Q: What is extraordinary about the late sonatas?
A: They are the last station of a long journey. Beethoven wrote piano sonatas throughout his life. They cover about 25 years — quite a lot in days when people didn't live so long.
He was a brilliant young man and a brilliant pianist, and he started writing piano sonatas for his own use as a virtuoso. As he progressed with almost unprecedented development and evolution, this youthful exuberance turns into conflicting and heroic pieces in the middle period. At the same time there are tender and lyrical pieces and funny and humorous pieces.
As he reaches the last phase, something important happens — a quality change from everything he has been through. His deafness has a lot to do with it. These pieces are much more intense, more concentrated, more complex. There are transcendental and metaphysical elements.
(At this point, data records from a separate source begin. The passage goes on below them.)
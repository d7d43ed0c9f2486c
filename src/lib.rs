//! # Title Genie
//!
//! Batch generation of marketplace product titles. Each product row is sent
//! to a text-generation service; every candidate that comes back is
//! normalized, brand-checked, deduplicated against the same row and against
//! all previously accepted titles, scored for SEO health, and refined when
//! the score falls short.
//!
//! ## Architecture
//!
//! ```text
//! ┌────────────┐   ┌──────────────────────┐   ┌─────────────┐
//! │ input.csv  │──▶│  BatchOrchestrator   │──▶│ results.csv │
//! └────────────┘   │  (title-genie-core)  │   └─────────────┘
//!                  └──┬────────┬───────┬──┘
//!                     ▼        ▼       ▼
//!               ┌─────────┐ ┌───────┐ ┌────────────┐
//!               │ LLM API │ │history│ │ checkpoint │
//!               └─────────┘ └───────┘ └────────────┘
//! ```
//!
//! ## Quick Start
//!
//! ```bash
//! genie init                                   # create database
//! genie analyze report.csv                     # inspect high-CTR keywords
//! genie run products.csv --output titles.csv   # generate (resumable)
//! genie status products.csv
//! genie history stats
//! ```
//!
//! ## Modules
//!
//! | Module | Purpose |
//! |--------|---------|
//! | [`config`] | TOML configuration parsing |
//! | [`db`] | Database connection |
//! | [`migrate`] | Schema creation |
//! | [`generation`] | Chat-completions client and disabled provider |
//! | [`rows`] | CSV row source and result sink |
//! | [`analyzer`] | High-CTR keyword extraction |
//! | [`history_backend`] | File and SQLite history persistence |
//! | [`checkpoint`] | SQLite batch checkpoints |
//! | [`progress`] | Progress reporters |
//! | [`run`] | `run`, `status`, `reset` commands |
//! | [`history_cmd`] | `history` subcommands |

pub mod analyzer;
pub mod checkpoint;
pub mod config;
pub mod db;
pub mod generation;
pub mod history_backend;
pub mod history_cmd;
pub mod migrate;
pub mod progress;
pub mod rows;
pub mod run;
But not only that. Certainly something like Opus 106, the "Hammerklavier Sonata," is really the greatest mental and physical challenge for Beethoven and us as performers.
Q: Beethoven's late works push into innovative territory by reinvestigating fundamentals. He takes ideas of the past, like Bach-inspired counterpoint, to new levels of complexity.
A: Yes. He also constantly experiments with new forms. The sonata is a wonderful vehicle for Beethoven, because it can tell a story, dramatize, present conflicts and contrasts. It's astonishing in the late works how different they all are.
Q: The music is so wise, but is there a danger in playing it too seriously?
A: Yes. There are all these layers and elements. There is humor in each one and passion and profound philosophy. You cannot stop analyzing this music until the end of your life. Yet I don't think listeners are interested in hearing your analysis when you perform.
One has to know a lot about this music and its cross references and its predecessors and successors. But you have to try and absorb all of that information into your interpretation so that it's not noticeable.
Q: Is that the greatest challenge in performing them?
A: Yes. It's huge. The "Hammerklavier" is a great physical challenge. The others are mental, emotional and intellectual challenges. You have to live with this music for a long time and take into account the first few times that you play these pieces, it will not be very good.
It's wonderful for young people to listen to this music and study this music, but I don't think it's wonderful if young pianists play it. I would almost say hands off.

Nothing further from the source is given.